Kulturtransfer und alteritäre Rejektion
Wolfgang MENDE (Dresden)
Mittwoch, 30.11.2016, um 18.00 Uhr
Palais Meran, Raum 24 (Leonhardtstraße 12-18)
Der Vortrag untersucht die Ausbreitung einer als „produktionistisch“ (alternativ, nicht ganz deckungsgleich auch als „konstruktivistisch“, „industriell“ oder „urbanistisch“) bezeichneten Musik in der Sowjetunion der 1920er Jahre unter der Perspektive des Kulturtransfers. Ausgangsproblem war die fundamentale Krise der individualistischen Ausdrucksästhetik, die durch den soziokulturellen Paradigmenwechsel infolge der Oktoberrevolution ausgelöst wurde. Anders als Vertreter anderer Kunstformen hatten sowjetische Komponisten bis zur Mitte der 1920er Jahre keine schlüssige Antwort auf diese Krise entwickelt. Die seit 1924 – nach einem Jahrzehnt kultureller Isolation – aus Westeuropa vermittelte „neusachliche“ Musik (Hindemith, Honegger u.a.) regte ab 1926 einzelne sowjetische Komponisten (Deševov, Mosolov) zu stilistisch verwandten Maschinenmusiken an. Die begleitende Debatte tastete das kulturideologische Potenzial einer solchen Musik ab, artikulierte aber auch unterschwellige Skepsis. Dennoch war um 1930 der Kulturtransfer weitgehend durchgesetzt: fast sämtliche sowjetischen Komponisten bedienten sich in ihren Konstruktionen einer „proletarischen Moderne“ motorisch-ostinater Satzmodelle, die sich auf westeuropäische Vorbilder zurückführen ließen.

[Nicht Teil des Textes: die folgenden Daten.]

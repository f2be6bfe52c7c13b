//! Write side of a client connection
//!
//! Both the dispatcher (pushes) and the connection's own protocol handler
//! (replies) write through this trait, so implementations must serialize
//! concurrent sends themselves.

use crate::error::RelayError;
use async_trait::async_trait;

#[async_trait]
pub trait Outbound: Send + Sync {
    /// Send one text frame.
    async fn send_text(&self, text: String) -> Result<(), RelayError>;

    /// Close the transport.
    async fn close(&self) -> Result<(), RelayError>;
}
//! PostgreSQL sample store
//!
//! Timestamps come from the database clock (`DEFAULT now()`), so every row
//! of one batch carries its transaction's start time.

use super::{window_start, TimeSeriesStore};
use crate::config::PostgresConfig;
use crate::error::RelayError;
use async_trait::async_trait;
use chrono::{DateTime, Utc};
use rust_decimal::Decimal;
use sqlx::postgres::PgPoolOptions;
use sqlx::{PgPool, Postgres, QueryBuilder, Row};
use std::time::Duration;
use tracing::{debug, info};
use types::ids::{InstrumentId, SampleId};
use types::instrument::{Instrument, Symbol};
use types::sample::{Quote, Sample};

#[derive(Debug, Clone)]
pub struct PgStore {
    pool: PgPool,
}

impl PgStore {
    pub const fn new(pool: PgPool) -> Self {
        Self { pool }
    }

    /// Open the shared connection pool.
    pub async fn connect(config: &PostgresConfig) -> Result<Self, RelayError> {
        let pool = PgPoolOptions::new()
            .max_connections(config.max_connections)
            .max_lifetime(config.max_lifetime())
            .connect(&config.connect_url())
            .await?;
        info!(
            host = %config.host,
            database = %config.database,
            max_connections = config.max_connections,
            "Database connections ready"
        );
        Ok(Self::new(pool))
    }

    pub fn pool(&self) -> &PgPool {
        &self.pool
    }

    /// Close every pooled connection.
    pub async fn close(&self) {
        self.pool.close().await;
        info!("Database connections closed");
    }
}

#[async_trait]
impl TimeSeriesStore for PgStore {
    async fn ensure_instrument(&self, symbol: &Symbol) -> Result<(), RelayError> {
        sqlx::query(
            r"
            INSERT INTO instruments (symbol) VALUES ($1)
            ON CONFLICT (symbol) DO NOTHING
            ",
        )
        .bind(symbol.as_str())
        .execute(&self.pool)
        .await?;

        debug!(symbol = %symbol, "Instrument ensured");
        Ok(())
    }

    async fn list_instruments(&self) -> Result<Vec<Instrument>, RelayError> {
        let rows = sqlx::query("SELECT id, symbol FROM instruments ORDER BY id")
            .fetch_all(&self.pool)
            .await?;

        let mut instruments = Vec::with_capacity(rows.len());
        for row in rows {
            let id: i32 = row.try_get("id")?;
            let symbol: String = row.try_get("symbol")?;
            instruments.push(Instrument::new(InstrumentId::new(id), Symbol::parse(&symbol)?));
        }
        Ok(instruments)
    }

    async fn insert_samples(&self, batch: &[Quote]) -> Result<u64, RelayError> {
        if batch.is_empty() {
            return Ok(0);
        }

        let mut tx = self.pool.begin().await?;
        let mut builder: QueryBuilder<Postgres> =
            QueryBuilder::new("INSERT INTO samples (instrument_id, value) ");
        builder.push_values(batch, |mut row, quote| {
            row.push_bind(quote.instrument_id.get()).push_bind(quote.value);
        });
        let result = builder.build().execute(&mut *tx).await?;
        tx.commit().await?;

        debug!(rows = result.rows_affected(), "Samples persisted");
        Ok(result.rows_affected())
    }

    async fn recent_samples(
        &self,
        instrument: InstrumentId,
        lookback: Duration,
    ) -> Result<Vec<Sample>, RelayError> {
        let since = window_start(Utc::now(), lookback);
        let rows = sqlx::query(
            r"
            SELECT id, instrument_id, value, recorded_at
            FROM samples
            WHERE instrument_id = $1 AND recorded_at >= $2
            ORDER BY recorded_at ASC, id ASC
            ",
        )
        .bind(instrument.get())
        .bind(since)
        .fetch_all(&self.pool)
        .await?;

        rows.into_iter()
            .map(|row| -> Result<Sample, RelayError> {
                let id: i64 = row.try_get("id")?;
                let instrument_id: i32 = row.try_get("instrument_id")?;
                let value: Decimal = row.try_get("value")?;
                let timestamp: DateTime<Utc> = row.try_get("recorded_at")?;
                Ok(Sample {
                    id: SampleId::new(id),
                    instrument_id: InstrumentId::new(instrument_id),
                    value,
                    timestamp,
                })
            })
            .collect()
    }
}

Der Vortrag wird besonderes Augenmerk auf die den Kulturtransfer vermittelnden Personen und Instanzen und ihre diskursiven Strategien richten. Ein weiterer Schwerpunkt wird darauf liegen, wie bei der Zurückdrängung der Maschinenästhetik ab 1930 deren Fremdherkunft zum Kernargument erhoben wurde.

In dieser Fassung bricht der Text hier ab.